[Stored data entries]
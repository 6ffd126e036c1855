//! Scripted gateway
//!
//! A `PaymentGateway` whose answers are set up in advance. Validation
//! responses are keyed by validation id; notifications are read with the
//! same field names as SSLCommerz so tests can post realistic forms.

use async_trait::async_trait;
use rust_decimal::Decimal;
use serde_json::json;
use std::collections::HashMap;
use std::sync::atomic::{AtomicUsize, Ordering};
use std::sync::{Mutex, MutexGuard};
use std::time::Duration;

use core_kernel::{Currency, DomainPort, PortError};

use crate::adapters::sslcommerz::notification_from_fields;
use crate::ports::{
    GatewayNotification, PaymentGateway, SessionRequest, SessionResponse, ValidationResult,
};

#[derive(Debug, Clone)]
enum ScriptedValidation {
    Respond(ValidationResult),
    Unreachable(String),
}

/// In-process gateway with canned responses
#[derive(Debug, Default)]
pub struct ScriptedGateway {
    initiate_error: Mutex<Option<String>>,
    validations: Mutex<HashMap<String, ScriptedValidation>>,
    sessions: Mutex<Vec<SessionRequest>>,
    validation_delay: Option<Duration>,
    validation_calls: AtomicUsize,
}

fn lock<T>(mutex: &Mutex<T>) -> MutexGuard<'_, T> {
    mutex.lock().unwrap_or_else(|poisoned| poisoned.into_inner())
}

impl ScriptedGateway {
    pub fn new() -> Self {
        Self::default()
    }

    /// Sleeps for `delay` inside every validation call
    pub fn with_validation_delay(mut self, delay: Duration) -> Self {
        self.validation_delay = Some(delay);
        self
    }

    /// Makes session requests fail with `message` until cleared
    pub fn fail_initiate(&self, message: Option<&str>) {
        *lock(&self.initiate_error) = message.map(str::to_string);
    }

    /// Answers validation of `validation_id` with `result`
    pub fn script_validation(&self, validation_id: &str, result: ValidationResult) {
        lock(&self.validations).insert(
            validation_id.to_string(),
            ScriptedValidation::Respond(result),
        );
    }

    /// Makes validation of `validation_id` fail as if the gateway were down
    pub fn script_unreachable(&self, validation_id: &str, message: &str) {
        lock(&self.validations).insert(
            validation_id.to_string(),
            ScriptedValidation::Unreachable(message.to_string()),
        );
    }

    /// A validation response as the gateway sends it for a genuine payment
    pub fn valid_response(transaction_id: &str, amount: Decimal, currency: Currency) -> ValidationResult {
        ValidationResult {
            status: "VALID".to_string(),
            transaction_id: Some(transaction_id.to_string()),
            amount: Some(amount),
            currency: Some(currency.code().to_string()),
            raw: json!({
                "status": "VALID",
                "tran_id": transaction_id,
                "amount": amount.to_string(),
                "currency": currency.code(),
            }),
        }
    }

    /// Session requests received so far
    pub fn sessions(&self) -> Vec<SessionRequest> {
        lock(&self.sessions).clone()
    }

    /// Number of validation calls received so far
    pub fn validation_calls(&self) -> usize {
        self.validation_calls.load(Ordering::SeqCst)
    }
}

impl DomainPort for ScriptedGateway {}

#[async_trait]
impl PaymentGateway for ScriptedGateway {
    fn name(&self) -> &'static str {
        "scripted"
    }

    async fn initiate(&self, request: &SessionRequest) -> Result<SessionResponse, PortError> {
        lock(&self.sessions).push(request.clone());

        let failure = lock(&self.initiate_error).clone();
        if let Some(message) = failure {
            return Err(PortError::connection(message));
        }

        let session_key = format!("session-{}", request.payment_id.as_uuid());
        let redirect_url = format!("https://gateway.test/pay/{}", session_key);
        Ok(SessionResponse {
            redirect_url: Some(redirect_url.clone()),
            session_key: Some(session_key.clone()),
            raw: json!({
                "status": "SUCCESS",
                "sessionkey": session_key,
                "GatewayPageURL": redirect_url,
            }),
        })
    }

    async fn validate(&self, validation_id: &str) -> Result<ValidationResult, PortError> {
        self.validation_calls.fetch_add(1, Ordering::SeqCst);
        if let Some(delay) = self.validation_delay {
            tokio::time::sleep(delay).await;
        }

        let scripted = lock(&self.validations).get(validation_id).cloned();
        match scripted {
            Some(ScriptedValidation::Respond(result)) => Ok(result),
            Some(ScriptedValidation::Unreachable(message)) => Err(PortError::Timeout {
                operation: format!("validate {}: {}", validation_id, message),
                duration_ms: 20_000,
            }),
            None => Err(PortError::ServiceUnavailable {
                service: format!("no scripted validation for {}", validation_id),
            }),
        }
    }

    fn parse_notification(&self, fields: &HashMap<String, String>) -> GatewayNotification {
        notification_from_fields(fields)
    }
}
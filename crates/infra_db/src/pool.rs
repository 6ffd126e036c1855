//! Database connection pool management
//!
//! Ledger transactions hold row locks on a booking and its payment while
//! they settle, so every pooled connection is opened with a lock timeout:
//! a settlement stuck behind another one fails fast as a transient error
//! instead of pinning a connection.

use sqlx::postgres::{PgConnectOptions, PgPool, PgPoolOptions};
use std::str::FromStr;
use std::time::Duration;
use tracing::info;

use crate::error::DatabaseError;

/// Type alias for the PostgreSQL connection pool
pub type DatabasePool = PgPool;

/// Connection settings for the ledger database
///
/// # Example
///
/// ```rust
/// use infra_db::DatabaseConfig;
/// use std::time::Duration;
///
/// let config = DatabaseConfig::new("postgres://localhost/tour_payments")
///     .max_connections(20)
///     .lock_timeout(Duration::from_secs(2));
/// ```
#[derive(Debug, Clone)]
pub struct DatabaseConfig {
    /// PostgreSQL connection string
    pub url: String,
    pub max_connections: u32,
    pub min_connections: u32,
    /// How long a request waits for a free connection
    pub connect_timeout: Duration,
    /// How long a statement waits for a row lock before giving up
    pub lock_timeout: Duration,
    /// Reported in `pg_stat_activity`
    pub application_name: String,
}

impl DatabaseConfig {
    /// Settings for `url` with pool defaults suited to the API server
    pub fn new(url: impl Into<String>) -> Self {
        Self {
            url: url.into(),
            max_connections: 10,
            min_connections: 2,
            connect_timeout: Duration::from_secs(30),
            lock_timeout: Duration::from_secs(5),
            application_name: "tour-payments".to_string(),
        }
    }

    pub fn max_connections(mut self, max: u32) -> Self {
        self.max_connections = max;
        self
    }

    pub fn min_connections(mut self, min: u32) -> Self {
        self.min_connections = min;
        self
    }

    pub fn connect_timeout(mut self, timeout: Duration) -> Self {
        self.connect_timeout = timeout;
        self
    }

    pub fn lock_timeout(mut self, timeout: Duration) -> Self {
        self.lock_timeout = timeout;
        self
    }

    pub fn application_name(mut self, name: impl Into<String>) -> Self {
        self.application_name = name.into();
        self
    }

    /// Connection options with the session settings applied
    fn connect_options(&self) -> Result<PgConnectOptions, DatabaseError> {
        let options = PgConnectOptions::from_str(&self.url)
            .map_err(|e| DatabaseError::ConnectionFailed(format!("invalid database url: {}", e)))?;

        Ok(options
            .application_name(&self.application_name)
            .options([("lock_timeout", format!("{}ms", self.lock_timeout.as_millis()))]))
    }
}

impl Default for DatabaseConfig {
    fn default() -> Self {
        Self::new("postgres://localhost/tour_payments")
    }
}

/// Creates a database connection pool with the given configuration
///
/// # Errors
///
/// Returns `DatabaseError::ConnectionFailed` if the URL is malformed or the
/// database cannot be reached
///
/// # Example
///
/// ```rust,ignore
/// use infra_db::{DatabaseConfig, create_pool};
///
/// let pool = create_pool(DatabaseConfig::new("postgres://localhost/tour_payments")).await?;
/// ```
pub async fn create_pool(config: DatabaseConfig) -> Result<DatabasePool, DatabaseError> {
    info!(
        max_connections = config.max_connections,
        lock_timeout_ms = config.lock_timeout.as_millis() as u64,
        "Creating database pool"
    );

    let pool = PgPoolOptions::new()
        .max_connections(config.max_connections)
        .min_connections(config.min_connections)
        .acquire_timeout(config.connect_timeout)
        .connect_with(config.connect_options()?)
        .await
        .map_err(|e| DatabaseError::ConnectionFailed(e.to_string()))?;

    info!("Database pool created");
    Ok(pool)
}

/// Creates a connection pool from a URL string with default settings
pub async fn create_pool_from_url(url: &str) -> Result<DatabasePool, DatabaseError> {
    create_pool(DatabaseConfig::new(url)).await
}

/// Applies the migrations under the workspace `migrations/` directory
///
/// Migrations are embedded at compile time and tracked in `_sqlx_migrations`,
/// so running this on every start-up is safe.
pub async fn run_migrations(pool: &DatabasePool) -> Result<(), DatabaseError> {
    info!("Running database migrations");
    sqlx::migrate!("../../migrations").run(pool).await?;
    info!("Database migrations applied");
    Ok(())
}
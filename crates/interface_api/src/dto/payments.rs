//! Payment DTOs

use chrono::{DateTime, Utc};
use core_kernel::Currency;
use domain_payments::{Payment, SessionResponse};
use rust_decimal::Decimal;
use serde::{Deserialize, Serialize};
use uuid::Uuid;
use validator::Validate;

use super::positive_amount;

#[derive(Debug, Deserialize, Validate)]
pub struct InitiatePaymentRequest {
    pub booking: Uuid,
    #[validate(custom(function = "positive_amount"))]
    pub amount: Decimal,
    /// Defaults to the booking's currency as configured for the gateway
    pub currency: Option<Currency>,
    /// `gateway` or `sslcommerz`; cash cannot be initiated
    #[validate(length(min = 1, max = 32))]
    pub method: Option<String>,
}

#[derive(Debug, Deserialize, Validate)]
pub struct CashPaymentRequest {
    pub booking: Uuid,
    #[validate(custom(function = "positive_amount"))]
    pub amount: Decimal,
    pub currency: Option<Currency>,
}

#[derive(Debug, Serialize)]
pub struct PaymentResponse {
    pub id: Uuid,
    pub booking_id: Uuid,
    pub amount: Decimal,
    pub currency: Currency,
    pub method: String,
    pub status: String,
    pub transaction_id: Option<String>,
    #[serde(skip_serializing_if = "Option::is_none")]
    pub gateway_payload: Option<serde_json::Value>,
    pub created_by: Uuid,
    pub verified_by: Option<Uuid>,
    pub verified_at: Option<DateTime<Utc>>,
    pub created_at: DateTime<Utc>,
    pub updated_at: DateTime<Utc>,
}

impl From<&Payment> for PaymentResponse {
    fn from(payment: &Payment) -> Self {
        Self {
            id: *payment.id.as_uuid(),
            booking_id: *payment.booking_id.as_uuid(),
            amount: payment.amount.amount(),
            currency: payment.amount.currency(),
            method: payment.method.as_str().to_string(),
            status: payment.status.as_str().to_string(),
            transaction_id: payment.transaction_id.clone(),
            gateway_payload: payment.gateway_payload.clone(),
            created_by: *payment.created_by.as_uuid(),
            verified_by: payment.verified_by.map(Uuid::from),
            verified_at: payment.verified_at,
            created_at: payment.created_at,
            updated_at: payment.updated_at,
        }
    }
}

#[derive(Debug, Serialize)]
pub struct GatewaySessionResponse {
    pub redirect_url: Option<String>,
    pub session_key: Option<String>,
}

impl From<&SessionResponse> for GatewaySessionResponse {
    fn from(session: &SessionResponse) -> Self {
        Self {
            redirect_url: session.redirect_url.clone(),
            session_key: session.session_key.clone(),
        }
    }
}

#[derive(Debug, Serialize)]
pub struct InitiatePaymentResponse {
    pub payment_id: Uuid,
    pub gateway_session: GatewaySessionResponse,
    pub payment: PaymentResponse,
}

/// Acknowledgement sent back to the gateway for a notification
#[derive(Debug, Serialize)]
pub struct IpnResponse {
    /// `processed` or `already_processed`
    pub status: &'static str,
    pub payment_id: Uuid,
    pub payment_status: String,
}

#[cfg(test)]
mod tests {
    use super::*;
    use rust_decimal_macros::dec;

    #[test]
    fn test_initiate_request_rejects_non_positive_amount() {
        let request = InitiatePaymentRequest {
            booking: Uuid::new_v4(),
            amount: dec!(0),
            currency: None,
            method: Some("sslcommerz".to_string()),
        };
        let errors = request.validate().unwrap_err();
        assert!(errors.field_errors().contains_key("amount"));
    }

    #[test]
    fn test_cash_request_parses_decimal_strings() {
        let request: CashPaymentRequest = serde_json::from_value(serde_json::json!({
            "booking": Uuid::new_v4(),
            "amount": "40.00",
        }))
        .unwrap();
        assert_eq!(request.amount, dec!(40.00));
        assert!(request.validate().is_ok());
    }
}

Required action: Report each line of the data in which "Respond" occurs.

Exercise solution:
    Respond(ValidationResult),
            ScriptedValidation::Respond(result),
            Some(ScriptedValidation::Respond(result)) => Ok(result),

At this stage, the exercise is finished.